Черпая вдохновение в самом пафосе своих сюжетов и встречая единодушное восхищение своим мастерством, он крепил и утверждал собственный стиль. Понемногу он начал отказываться от контурной обводки, от прилежного мазка, характерных для его манеры накануне возвращения из Италии. Оставил он и заимствованные у своих современников Карраччи и Караваджо подчеркнутые контрасты света и тени. Значительные размеры полотна вынуждали его искать и находить более тонкую цветовую нюансировку, без которой неизбежно «столкновение» крупных цветовых пятен. Его палитра все больше светлела, а на готовых картинах стало появляться то теплое сияние, от которого «задышали» тела и размылись их очертания. В общей динамике композиции, чаще всего выстраиваемой по принципу диагонали, огромную роль стал играть плавный переход от цвета к цвету. Если прежде он широко пользовался разными оттенками охры, воплощавшей для него цвета земли, то теперь его излюбленная гамма переместилась в трепетание пламени — откровенно алое в сердцевине и бело-золотистое по краям.

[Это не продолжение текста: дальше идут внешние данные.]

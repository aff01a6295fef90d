//! The `link` directive: reconcile declared links with the filesystem.
use std::path::{MAIN_SEPARATOR, Path};

use serde_yaml::Value;

use super::{Context, Plugin, ensure_handles};
use crate::config::link::{LinkOptions, LinkSpec, parse};
use crate::error::DirectiveError;
use crate::exec::Streams;
use crate::resources::fs::ensure_parent;
use crate::resources::glob::{derive_target, expand, has_glob_chars};
use crate::resources::guard;
use crate::resources::link::{LinkPaths, link};
use crate::resources::{LinkFailure, LinkOutcome};

const DIRECTIVE: &str = "link";

/// Counters for the outcomes of one `link` directive.
///
/// # Examples
///
/// ```
/// use dotlink::plugins::link::LinkStats;
/// use dotlink::resources::LinkOutcome;
///
/// let mut stats = LinkStats::default();
/// stats.record(&LinkOutcome::Created);
/// stats.record(&LinkOutcome::AlreadyCorrect);
/// stats.record(&LinkOutcome::AlreadyCorrect);
///
/// assert_eq!(stats.summary(false), "1 created, 2 already ok");
/// assert_eq!(stats.summary(true), "1 would create, 2 already ok");
/// assert!(stats.is_success());
/// ```
#[derive(Debug, Default, Clone, Copy, PartialEq, Eq)]
pub struct LinkStats {
    /// Links created (or that would be, in a dry run).
    pub created: u32,
    /// Targets that already were the requested link.
    pub already_ok: u32,
    /// Targets whose `if` test failed.
    pub skipped: u32,
    /// Targets that could not be reconciled.
    pub failed: u32,
}

impl LinkStats {
    /// Count one outcome.
    pub const fn record(&mut self, outcome: &LinkOutcome) {
        match outcome {
            LinkOutcome::Created => self.created += 1,
            LinkOutcome::AlreadyCorrect => self.already_ok += 1,
            LinkOutcome::Skipped => self.skipped += 1,
            LinkOutcome::Failed(_) => self.failed += 1,
        }
    }

    /// Whether no target failed.
    #[must_use]
    pub const fn is_success(&self) -> bool {
        self.failed == 0
    }

    /// Human-readable summary; zero skipped and failed counts are omitted.
    #[must_use]
    pub fn summary(&self, dry_run: bool) -> String {
        let verb = if dry_run { "would create" } else { "created" };
        let mut out = format!("{} {verb}, {} already ok", self.created, self.already_ok);
        if self.skipped > 0 {
            out.push_str(&format!(", {} skipped", self.skipped));
        }
        if self.failed > 0 {
            out.push_str(&format!(", {} failed", self.failed));
        }
        out
    }
}

/// Handles the `link` directive.
#[derive(Debug, Clone, Copy, Default)]
pub struct Link;

impl Plugin for Link {
    fn name(&self) -> &str {
        "Link"
    }

    fn can_handle(&self, directive: &str) -> bool {
        directive == DIRECTIVE
    }

    fn handle(&self, directive: &str, data: &Value, ctx: &Context) -> Result<bool, DirectiveError> {
        ensure_handles(self, directive)?;
        let specs = parse(data, ctx.defaults_for(DIRECTIVE))?;

        let mut stats = LinkStats::default();
        for spec in &specs {
            for outcome in reconcile_spec(ctx, spec) {
                stats.record(&outcome);
            }
        }

        ctx.log.debug(&format!("link: {}", stats.summary(ctx.dry_run)));
        if stats.is_success() {
            ctx.log.info("All links have been set up");
        } else {
            ctx.log.error("Some links were not successfully set up");
        }
        Ok(stats.is_success())
    }

    fn supports_dry_run(&self) -> bool {
        true
    }
}

/// Reconcile one configured entry, expanding it into pairs when globbing.
///
/// Returns one outcome per (source, target) pair; a glob that matches
/// nothing yields no outcomes.
pub fn reconcile_spec(ctx: &Context, spec: &LinkSpec) -> Vec<LinkOutcome> {
    let options = &spec.options;

    if let Some(test) = &options.test
        && !test_passes(ctx, test)
    {
        ctx.log.info(&format!("Skipping {}", spec.target));
        return vec![LinkOutcome::Skipped];
    }

    if options.glob {
        if has_glob_chars(&spec.source) {
            return reconcile_glob(ctx, spec);
        }
        if spec.target.ends_with(['/', MAIN_SEPARATOR]) {
            ctx.log.warn(&format!(
                "Ambiguous glob target {} for '{}': link the directory or into it?",
                spec.target, spec.source
            ));
            return vec![LinkOutcome::Failed(LinkFailure::Ambiguous)];
        }
    }

    vec![reconcile_pair(
        ctx,
        Path::new(&spec.source),
        Path::new(&spec.target),
        options,
        true,
    )]
}

/// Run an `if` test in the base directory with every stream suppressed.
///
/// A test that cannot be spawned counts as failed.
fn test_passes(ctx: &Context, command: &str) -> bool {
    match ctx
        .executor
        .shell(command, &ctx.base_directory(true), Streams::QUIET)
    {
        Ok(result) if result.success => true,
        Ok(_) => {
            ctx.log.debug(&format!("Test '{command}' returned false"));
            false
        }
        Err(e) => {
            ctx.log.warn(&format!("Test '{command}' could not be run: {e:#}"));
            false
        }
    }
}

fn reconcile_glob(ctx: &Context, spec: &LinkSpec) -> Vec<LinkOutcome> {
    let options = &spec.options;
    let matches = match expand(&spec.source, &options.exclude, &ctx.base_directory(false)) {
        Ok(matches) => matches,
        Err(e) => {
            ctx.log
                .warn(&format!("Invalid glob pattern '{}': {e}", spec.source));
            return vec![LinkOutcome::Failed(LinkFailure::InvalidGlob(e.to_string()))];
        }
    };

    if matches.is_empty() {
        ctx.log
            .info(&format!("Globs from '{}' matched nothing", spec.source));
        return Vec::new();
    }
    ctx.log.debug(&format!(
        "Globs from '{}': {} matches",
        spec.source,
        matches.len()
    ));

    let destination = Path::new(&spec.target);
    matches
        .iter()
        .map(|matched| {
            let target = derive_target(&spec.source, matched, destination, &options.prefix);
            reconcile_pair(ctx, matched, &target, options, false)
        })
        .collect()
}

/// Take one pair through parent creation, removal, and linking.
///
/// With `check_source`, a missing source fails the pair before the guard
/// gets a chance to remove the target.
fn reconcile_pair(
    ctx: &Context,
    source: &Path,
    target: &Path,
    options: &LinkOptions,
    check_source: bool,
) -> LinkOutcome {
    let paths = LinkPaths::resolve(ctx, source, target, options.relative, options.canonicalize);

    if options.create && !ensure_parent(ctx, &paths.target) {
        return LinkOutcome::Failed(LinkFailure::ParentCreationFailed);
    }

    if check_source && !options.ignore_missing && !ctx.fs_ops.exists(&paths.absolute_source) {
        ctx.log.warn(&format!(
            "Nonexistent source {} -> {}",
            paths.target.display(),
            paths.absolute_source.display()
        ));
        return LinkOutcome::Failed(LinkFailure::NonexistentSource);
    }

    let mut did_delete = false;
    if options.force || options.relink {
        let removal = guard::delete(ctx, &paths, options.force);
        if !removal.success {
            let failure = if guard::aliases_source(ctx, &paths) {
                LinkFailure::SameFile
            } else {
                LinkFailure::RemovalFailed
            };
            return LinkOutcome::Failed(failure);
        }
        did_delete = removal.removed;
    }

    link(
        ctx,
        &paths,
        options.link_type,
        options.ignore_missing,
        did_delete,
    )
}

Смуглая кожа персонажей итальянского периода теперь заметно побледнела и стала лишь слегка отсвечивать янтарем, особенно когда художнику требовалось подчеркнуть линии мускулатуры мужской фигуры — раба, тянущего за веревки тяжелый крест149; Прометея, защищающего грудь от орла150; святого Христофора, сгибающегося под весом своей бесценной ноши (боковая створка триптиха «Снятие со креста»)151; самого Христа, кротко открывающего свои раны подозрительному и недоверчивому святому Фоме. Синие тона отданы небесам и Богоматери — и той, что показывает Младенца Иисуса явившимся на поклон волхвам,152 и той, что возносится на небо.153 Зеленый и желтый служат для выделения персонажа из группы ему подобных — Марии-Магдалины, приникшей к подножью креста; палача, бичующего Христа.154 Декоративные драпировки становятся мягче. В первых выполненных по возвращении работах они своей словно полированной жесткостью еще напоминали скульптуру («Поклонение пастухов») и в чисто академической манере укладывались в правильные складки, иногда летящие по ветру, хотя никакого ветра на картине вроде бы и не было. Теперь драпировки стали падать под собственной бархатной или парчовой тяжестью и укладываться в складки, скрепленные поясом либо другой повязкой. Художник научился передавать движение ткани в соответствии с движением человека, который носит одежду из этой ткани. Отныне он мог «наряжать» своих персонажей как душе его было угодно, поворачивать их то так, то этак, не нуждаясь в изобретении несуществующих порывов ветра, которые в силу своей неестественности не оживляли картину, а, напротив, придавали ей статичный, застывший вид.